Feedback is a return message in communication from the communicator to the receiver or communicates. In thinking about the data gathering in an organization or community, three specific questions would be asked:
- The question as to the goals of data collection: Under this we may ask the question “what is the change agent, scholar or student trying to achieve at the period of collection?” Since the nature of the goal may affect the choice regarding the method of collection, the answer to this question is important.
- What kind of process of data collection should be used to meet these goals?
- What technique or method should be used?
The change agent or researcher can ask the question with regard to the tools for data collection with a view to knowing the advantages and disadvantages each method would entail.
Sources of Data
Let’s take a quick look at sources for data collection. Usually there are two major sources of data; there are the primary and secondary data. The primary data is fresh data that hahs never been collected before. This means it is collected for the first time by the researcher at that particular point of collection. Secondary data on the other hand have been collected previously and reported by some individual other than the present researcher. The ranking order is primary data first and secondary data second; the reason being that primary data is not prone to manipulations like secondary data, and also the researcher himself is in a better position than anyone else to understand and interpret what he recorded and to know the conditions under which the data were obtained.
Data Collection Methods:
Some of the data collection methods include:
- Observation method: e.g. Participant observer methods
- Content analysis
- Experimental method
Interviews: An interview must have a predefined objective. The interviewer must have a planned strategy in mind and should know the data sought to be collected from the interview. The investigator conducting the interviews has three main tasks;
- To inform the respondent about the nature of research and explain why his co-operation is desired
- Motivate the respondent by capturing his interest so that he will co-operate
- Obtain information by being able to grasp as the respondent speaks.
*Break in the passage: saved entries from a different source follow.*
//! Transport-only client for OpenAI-compatible Chat Completions endpoints.
//!
//! This crate owns request building, header assembly, and response/error
//! parsing. It contains no conversation state and no UI coupling; the
//! `chat_provider_openai` crate adapts it to the provider contract.
//!
//! Requests are single-shot and non-streaming. Failed requests are reported to
//! the caller as-is; nothing here retries.

pub mod client;
pub mod config;
pub mod error;
pub mod headers;
pub mod payload;
pub mod url;

pub use client::OpenAiClient;
pub use config::OpenAiConfig;
pub use error::OpenAiError;
pub use payload::{ChatCompletionRequest, ChatCompletionResponse, WireMessage};
pub use url::normalize_chat_completions_url;
use registrar_derive::registrar_error;
use std::borrow::Cow;

#[registrar_error]
pub enum DemoError {
    #[error("IO error{}: {source}", format_context(.context))]
    Io { source: std::io::Error, context: Option<Cow<'static, str>> },

    #[error("Course {code} is full{}", format_context(.context))]
    Full { code: String, context: Option<Cow<'static, str>> },
}

fn read() -> Result<(), DemoError> {
    let res: Result<(), std::io::Error> = Err(std::io::Error::other("disk"));
    res.context("Reading roster")
}

fn enroll() -> Result<(), DemoError> {
    let res: Result<(), DemoError> = Err(DemoError::Full { code: "CS101".to_owned(), context: None });
    res.context("Registering S2")
}

fn main() {
    let err = read().unwrap_err();
    assert_eq!(err.to_string(), "IO error (Reading roster): disk");

    let err = enroll().unwrap_err();
    assert_eq!(err.to_string(), "Course CS101 is full (Registering S2)");
}
//! # CLI Argument Definitions
//!
//! Command-line flags for the `registrar` binary. Every flag overrides the matching value
//! from the configuration file and environment.

use clap::Parser;
use registrar::domain::config::{RegistrarConfig, SeedConfig};
use std::path::PathBuf;

#[derive(Debug, Default, Parser)]
#[command(name = "registrar")]
#[command(author = env!("CARGO_PKG_AUTHORS"))]
#[command(version = env!("CARGO_PKG_VERSION"))]
#[command(about = "Interactive course registration manager")]
pub struct Cli {
    /// Configuration file (TOML, JSON or YAML); defaults to an optional `registrar.toml`
    #[arg(short, long, value_name = "PATH")]
    pub config: Option<PathBuf>,

    /// Minimum log level (error, warn, info, debug, trace, off)
    #[arg(short, long, value_name = "LEVEL")]
    pub log_level: Option<String>,

    /// Also write rolling log files into this directory
    #[arg(long, value_name = "DIR")]
    pub log_dir: Option<PathBuf>,

    /// Start with an empty registry, ignoring configured seed data
    #[arg(long)]
    pub no_seed: bool,
}

impl Cli {
    /// Folds the command-line overrides into a loaded configuration.
    pub fn apply(&self, config: &mut RegistrarConfig) {
        if let Some(level) = &self.log_level {
            config.logging.level = level.clone();
        }
        if let Some(dir) = &self.log_dir {
            config.logging.directory = Some(dir.clone());
        }
        if self.no_seed {
            config.seed = SeedConfig::default();
        }
    }
}
use config::{Config, Environment, File, Map};
use registrar_domain::constants::{DEFAULT_CONFIG_FILE, ENV_PREFIX, ENV_SEPARATOR};
use serde::de::DeserializeOwned;
use std::borrow::Cow;
use std::path::Path;
use tracing::{debug, info};

/// Custom error type for config loading.
#[registrar_derive::registrar_error]
pub enum ConfigError {
    #[error("Config error{}: {source}", format_context(.context))]
    Config { source: config::ConfigError, context: Option<Cow<'static, str>> },
}

/// Loads configuration from an optional file overlaid with environment variables.
///
/// Layers, lowest priority first:
/// 1. **Defaults**: whatever `T`'s `#[serde(default)]` provides.
/// 2. **File**: `path` when given (must exist; format picked from the extension), otherwise
///    an optional `registrar.{toml,json,yaml,..}` in the working directory.
/// 3. **Environment**: variables prefixed with `REGISTRAR__`, nested with `__`
///    (e.g., `REGISTRAR__LOGGING__LEVEL=debug` maps to `logging.level`).
///
/// # Errors
/// Returns [`ConfigError::Config`] if an explicit file is missing or unreadable, or if the
/// merged values do not deserialize into `T`.
///
/// # Example
/// ```rust
/// use registrar_kernel::config::load_config;
///
/// #[derive(Default, serde::Deserialize)]
/// struct AppConfig {
///     prompt: String,
/// }
///
/// let cfg: AppConfig = load_config(Some("config/missing.toml")).unwrap_or_default();
/// assert!(cfg.prompt.is_empty());
/// ```
pub fn load_config<T>(path: Option<impl AsRef<Path>>) -> Result<T, ConfigError>
where
    T: DeserializeOwned,
{
    load(path, None)
}

/// Same as [`load_config`], but reads overrides from `vars` instead of the process
/// environment. Keys keep their `REGISTRAR__` prefix.
///
/// # Errors
/// See [`load_config`].
pub fn load_config_with_env<T, K, V>(
    path: Option<impl AsRef<Path>>,
    vars: impl IntoIterator<Item = (K, V)>,
) -> Result<T, ConfigError>
where
    T: DeserializeOwned,
    K: Into<String>,
    V: Into<String>,
{
    let vars: Map<String, String> = vars.into_iter().map(|(k, v)| (k.into(), v.into())).collect();
    load(path, Some(vars))
}

fn load<T>(path: Option<impl AsRef<Path>>, vars: Option<Map<String, String>>) -> Result<T, ConfigError>
where
    T: DeserializeOwned,
{
    let file = match &path {
        Some(p) => {
            info!("Loading config from {}", p.as_ref().display());
            File::from(p.as_ref()).required(true)
        },
        None => {
            debug!("No config path given, probing for optional '{DEFAULT_CONFIG_FILE}' file");
            File::with_name(DEFAULT_CONFIG_FILE).required(false)
        },
    };

    // The flattened config root buffers values, so env strings must arrive already typed.
    let env = Environment::with_prefix(ENV_PREFIX)
        .prefix_separator(ENV_SEPARATOR)
        .separator(ENV_SEPARATOR)
        .convert_case(config::Case::Snake)
        .try_parsing(true)
        .source(vars);

    let config = Config::builder()
        .add_source(file)
        .add_source(env)
        .build()
        .context("Failed to build config")?
        .try_deserialize::<T>()
        .context("Failed to deserialize config")?;

    Ok(config)
}
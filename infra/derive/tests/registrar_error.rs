#[test]
fn registrar_error_ui() {
    let t = trybuild::TestCases::new();
    t.pass("tests/ui/registrar_error_pass.rs");
    t.pass("tests/ui/registrar_error_context.rs");
}
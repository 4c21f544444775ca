//! Kernel utilities shared across slices and apps.
//! Keep this crate lightweight: layered config loading and presence guards for operator input.
//!
//! ## Config loading
//! ```rust,no_run
//! use registrar_kernel::config::load_config;
//! use registrar_kernel::domain::config::RegistrarConfig;
//!
//! let cfg: RegistrarConfig = load_config(Some("config/local.toml")).unwrap_or_default();
//! ```
pub mod config;
pub mod validation;

pub use registrar_domain as domain;
/// Prefix for environment overrides (`REGISTRAR__LOGGING__LEVEL=debug`).
pub const ENV_PREFIX: &str = "REGISTRAR";
/// Separator between nested keys in environment overrides.
pub const ENV_SEPARATOR: &str = "__";
/// Config file looked up in the working directory when no path is given.
pub const DEFAULT_CONFIG_FILE: &str = "registrar";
It is advisable to prepare questions before hand and jot down response. You can also formulate new questions from his responses to your former questions.
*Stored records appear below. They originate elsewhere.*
//! The join table between students and courses.
//!
//! Both directions of the relationship live here and are only ever changed together:
//! a student id is in a course's roster iff that course code is in the student's
//! registered list. Entries whose list becomes empty are removed, so a register/drop
//! round trip leaves the ledger exactly as it was.

use crate::error::RegistryError;
use crate::types::Occupancy;
use fxhash::FxHashMap;
use registrar_domain::{Course, CourseCode, StudentId};

#[derive(Debug, Default, Clone, PartialEq, Eq)]
pub struct EnrollmentLedger {
    rosters: FxHashMap<CourseCode, Vec<StudentId>>,
    registrations: FxHashMap<StudentId, Vec<CourseCode>>,
}

impl EnrollmentLedger {
    #[must_use]
    pub fn new() -> Self {
        Self::default()
    }

    /// Seats `student` in `course` if there is room.
    ///
    /// The capacity check happens before either side is touched; a rejected
    /// enrollment changes nothing.
    ///
    /// # Errors
    /// * [`RegistryError::AlreadyRegistered`] if the pair already exists.
    /// * [`RegistryError::CapacityExceeded`] if the roster is full.
    pub fn enroll(&mut self, course: &Course, student: &StudentId) -> Result<Occupancy, RegistryError> {
        let roster = self.roster(course.code().as_str());

        if roster.contains(student) {
            return Err(RegistryError::AlreadyRegistered {
                id: student.clone(),
                code: course.code().clone(),
                context: None,
            });
        }

        if !course.has_room_for(roster.len()) {
            return Err(RegistryError::CapacityExceeded {
                code: course.code().clone(),
                capacity: course.capacity(),
                context: None,
            });
        }

        let roster = self.rosters.entry(course.code().clone()).or_default();
        roster.push(student.clone());
        let enrolled = roster.len();

        self.registrations.entry(student.clone()).or_default().push(course.code().clone());

        Ok(Occupancy { enrolled, capacity: course.capacity() })
    }

    /// Removes the pair from both sides. Returns `false` if it did not exist.
    pub fn remove(&mut self, student: &str, code: &str) -> bool {
        let removed_from_roster = detach(&mut self.rosters, code, student);
        let removed_from_student = detach(&mut self.registrations, student, code);
        debug_assert_eq!(removed_from_roster, removed_from_student, "ledger sides diverged");
        removed_from_roster
    }

    /// Students enrolled in `code`, in enrollment order.
    #[must_use]
    pub fn roster(&self, code: &str) -> &[StudentId] {
        self.rosters.get(code).map(Vec::as_slice).unwrap_or_default()
    }

    /// Courses `student` is registered in, in registration order.
    #[must_use]
    pub fn registrations(&self, student: &str) -> &[CourseCode] {
        self.registrations.get(student).map(Vec::as_slice).unwrap_or_default()
    }

    #[must_use]
    pub fn is_registered(&self, student: &str, code: &str) -> bool {
        self.registrations(student).iter().any(|c| c == code)
    }

    /// Total number of (student, course) pairs.
    #[must_use]
    pub fn len(&self) -> usize {
        self.rosters.values().map(Vec::len).sum()
    }

    #[must_use]
    pub fn is_empty(&self) -> bool {
        self.rosters.is_empty()
    }
}

/// Removes `value` from the list stored under `key`, dropping the entry once empty.
fn detach<K, V>(map: &mut FxHashMap<K, Vec<V>>, key: &str, value: &str) -> bool
where
    K: std::borrow::Borrow<str> + std::hash::Hash + Eq,
    V: AsRef<str>,
{
    let Some(list) = map.get_mut(key) else {
        return false;
    };
    let Some(pos) = list.iter().position(|v| v.as_ref() == value) else {
        return false;
    };
    list.remove(pos);
    if list.is_empty() {
        map.remove(key);
    }
    true
}

#[cfg(test)]
mod tests {
    use super::*;

    fn course(capacity: usize) -> Course {
        Course::new("CS101", "Intro", "", capacity, "Mon 9:00")
    }

    #[test]
    fn enroll_updates_both_sides() {
        let mut ledger = EnrollmentLedger::new();
        let occupancy = ledger.enroll(&course(2), &StudentId::from("S1")).unwrap();

        assert_eq!(occupancy, Occupancy { enrolled: 1, capacity: 2 });
        assert_eq!(ledger.roster("CS101"), &[StudentId::from("S1")]);
        assert_eq!(ledger.registrations("S1"), &[CourseCode::from("CS101")]);
        assert!(ledger.is_registered("S1", "CS101"));
        assert_eq!(ledger.len(), 1);
    }

    #[test]
    fn full_course_rejects_without_touching_student_side() {
        let mut ledger = EnrollmentLedger::new();
        let cs101 = course(1);
        ledger.enroll(&cs101, &StudentId::from("S1")).unwrap();

        let err = ledger.enroll(&cs101, &StudentId::from("S2")).unwrap_err();
        assert!(matches!(err, RegistryError::CapacityExceeded { capacity: 1, .. }));
        assert!(ledger.registrations("S2").is_empty());
        assert_eq!(ledger.roster("CS101").len(), 1);
    }

    #[test]
    fn duplicate_pair_is_rejected() {
        let mut ledger = EnrollmentLedger::new();
        let cs101 = course(3);
        ledger.enroll(&cs101, &StudentId::from("S1")).unwrap();

        let err = ledger.enroll(&cs101, &StudentId::from("S1")).unwrap_err();
        assert!(matches!(err, RegistryError::AlreadyRegistered { .. }));
        assert_eq!(ledger.len(), 1);
    }

    #[test]
    fn remove_is_idempotent_and_cleans_up() {
        let mut ledger = EnrollmentLedger::new();
        ledger.enroll(&course(1), &StudentId::from("S1")).unwrap();

        assert!(ledger.remove("S1", "CS101"));
        assert!(!ledger.remove("S1", "CS101"));
        assert!(ledger.is_empty());
        assert_eq!(ledger, EnrollmentLedger::new());
    }
}
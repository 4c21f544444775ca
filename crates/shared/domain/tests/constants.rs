use registrar_domain::constants::{DEFAULT_CONFIG_FILE, ENV_PREFIX, ENV_SEPARATOR};

#[test]
fn env_constants_are_stable() {
    assert_eq!(ENV_PREFIX, "REGISTRAR");
    assert_eq!(ENV_SEPARATOR, "__");
    assert_eq!(DEFAULT_CONFIG_FILE, "registrar");
}
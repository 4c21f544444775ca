use anyhow::Context;
use clap::Parser;
use registrar::domain::config::{LoggingConfig, RegistrarConfig};
use registrar::kernel::config::load_config;
use registrar_logger::{Logger, parse_level};
use registrar_shell::{Cli, Shell};
use std::io;

fn main() -> anyhow::Result<()> {
    let cli = Cli::parse();

    let mut cfg: RegistrarConfig =
        load_config(cli.config.as_ref()).context("Critical: Configuration is malformed")?;
    cli.apply(&mut cfg);

    // Level and file output come from the config, so events raised while loading it are
    // not recorded.
    let _log = init_logger(&cfg.logging)?;
    tracing::info!(config = ?cli.config, level = %cfg.logging.level, "Configuration loaded");

    let mut registry = registrar::init(&cfg).context("Failed to load seed data")?;

    let stdin = io::stdin();
    let stdout = io::stdout();
    Shell::new(stdin.lock(), stdout.lock(), cfg.shell.clone()).run(&mut registry)?;

    Ok(())
}

fn init_logger(logging: &LoggingConfig) -> anyhow::Result<Logger> {
    let builder = Logger::builder().name(env!("CARGO_PKG_NAME")).level(parse_level(&logging.level)?);

    let logger = match &logging.directory {
        Some(dir) if logging.json => builder.path(dir).json().init(),
        Some(dir) => builder.path(dir).init(),
        None => builder.init(),
    }
    .context("Failed to initialize logging")?;

    Ok(logger)
}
Questionnaires: A questionnaire can be either standardized or developed for the particular situation. The questionnaire should be simplistic, with an attractive design and should be coherent with minimum difficulty in passing from one question to another and in filling in the intended response. Every questionnaire should include the following items in either its body or in a covering letter:
- A descriptive title of the study;
- A brief statement of the purpose of the study; and
- The name and address of the person to whom the completed questionnaire is to be returned.
Observation: A researcher can also gather primary data by observing procedures and processes. The researcher then jots down his observations at the moment of occurrence. An example of observation that can be used in research is participant observer method. The participant observer method is defined as a process in which the observer present in a social institution is maintained for the purpose of scientific investigation.
Characteristics of Participant Observer Method:
- The observer and the observed are always in face to face relationship in a natural setting
- The participant observer’s role may be either formal or informal and it may be either hidden or open.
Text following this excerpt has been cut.